Ce qui nous ramène au prix du lait, d'un "vrai" lait. Il est invaisemblable que la qualité nutritionnelle de "notre" lait soit toujours hypothéquée par la façon dont il est présenté aujourd'hui encore, malgré tous les progrès réalisés depuis 50 ans dans les domaines de l'hygiène et la prévention des maladies infectieuses véhiculées potentiellement par le lait, du producteur au consommateur en passant par l'industriel qui le conditionne et le distributeur qui le présente à l'acheteur. On a sacrifié la valeur nutritionnelle d'une denrée irremplaçable pour l'équilibre de notre alimentation et de notre santé au désir du pratique, celui d'un aliment qui peut se conserver pendant des mois, en transformant un produit vivant, le lait cru qui sort de la mammelle, en un produit mort. S'il est vrai que la qualité des protéines et des matières grasses (encore que?) que nous y trouvons soit proche du lait d'origine, que dire de l'assimilabilité du calcium "orphelin" qu'il apporte, que dire de son contenu en vitamines naturelles, de l'influence bénéfique perdue des ferments lactiques qu'il ne contient plus, des enzymes qui aideraient à le digérer, des antioxydants malmenés par la chaleur et la durée de conservation?...
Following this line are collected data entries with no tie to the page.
//! Interfaces of the external collaborators.
//!
//! The gateway consumes these; concrete HTTP and in-memory implementations
//! live in `gateway-providers`.

use crate::error::GatewayError;
use crate::request::{ChatMessage, CompletionRequest, CompletionResponse, SpeechAudio, SpeechRequest};
use crate::types::{Credential, SecretName};
use async_trait::async_trait;

/// Source of short-lived opaque material addressed by logical name.
///
/// Implemented by the secret store and by the identity provider's published
/// verification keys.
#[async_trait]
pub trait SecretSource: Send + Sync {
    /// Fetch the current material.
    ///
    /// Returns `GatewayError::NotFound` when the name is unknown and a
    /// `GatewayError::Dependency` when the source is unreachable.
    async fn fetch(&self, name: &SecretName) -> Result<Vec<u8>, GatewayError>;

    /// Source identifier for logs
    fn name(&self) -> &str;
}

/// Hosted language-model completion service
#[async_trait]
pub trait CompletionService: Send + Sync {
    /// Complete a conversation
    async fn complete(
        &self,
        credential: &Credential,
        request: &CompletionRequest,
    ) -> Result<CompletionResponse, GatewayError>;

    /// Provider identifier for logs
    fn name(&self) -> &str;
}

/// Speech synthesis service
#[async_trait]
pub trait SpeechService: Send + Sync {
    /// Synthesize speech for the given text and voice
    async fn synthesize(
        &self,
        credential: &Credential,
        request: &SpeechRequest,
    ) -> Result<SpeechAudio, GatewayError>;

    /// Provider identifier for logs
    fn name(&self) -> &str;
}

/// Per-session append-only conversation log
#[async_trait]
pub trait ConversationStore: Send + Sync {
    /// Append a message to a session
    async fn append(&self, session_id: &str, message: ChatMessage) -> Result<(), GatewayError>;

    /// Append several messages so that no other append lands between them.
    ///
    /// The default appends one by one; stores shared by concurrent turns
    /// should override it.
    async fn append_all(&self, session_id: &str, messages: Vec<ChatMessage>) -> Result<(), GatewayError> {
        for message in messages {
            self.append(session_id, message).await?;
        }
        Ok(())
    }

    /// Read a session's messages in append order
    async fn read(&self, session_id: &str) -> Result<Vec<ChatMessage>, GatewayError>;
}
Dans les années 1920, les Américains pouvaient se procurer du vrai lait entier cru, de la faisselle toute fraîche, du beurre au goût de noisette et bien jaune naturellement, du babeurre frais, de la crème fraîche plus ou moins épaisse et de délicieux fromages fermiers au lait cru. A présent le lait est accusé de provoquer toutes sortes de maux, depuis les allergies jusqu'aux maladies cardio-vasculaires et au cancer. Lorsque les Américains avaient la possibilité d'acheter du "Vrai Lait Cru", ces maladies étaient rares. A l'époque, la fourniture de produits laitiers de qualité était considérée comme une nécessité vitale pour la sécurité de l'alimentation et la santé des Américains, et le bien-être économique de la Nation.

Au prix de la garantie apportée par la Politique Agricole Commune à la production laitière, au travers de la mise en place des quotas, les contribuables que nous sommes sont en droit d'exiger qu'on se mette en mesure de se fournir en lait et en produits laitiers qu'ils pensent être les meilleurs pour leur équilibre alimentaire, condition indispensable à leur santé et à leur bien-être, quitte à avaler quelques bons microbes qui feront un bien énorme à leur organisme.

En fait, ce que nous sommes en droit d'attendre, c'est de pouvoir acheter du "bon lait", qui ne soit pas de la vacherie!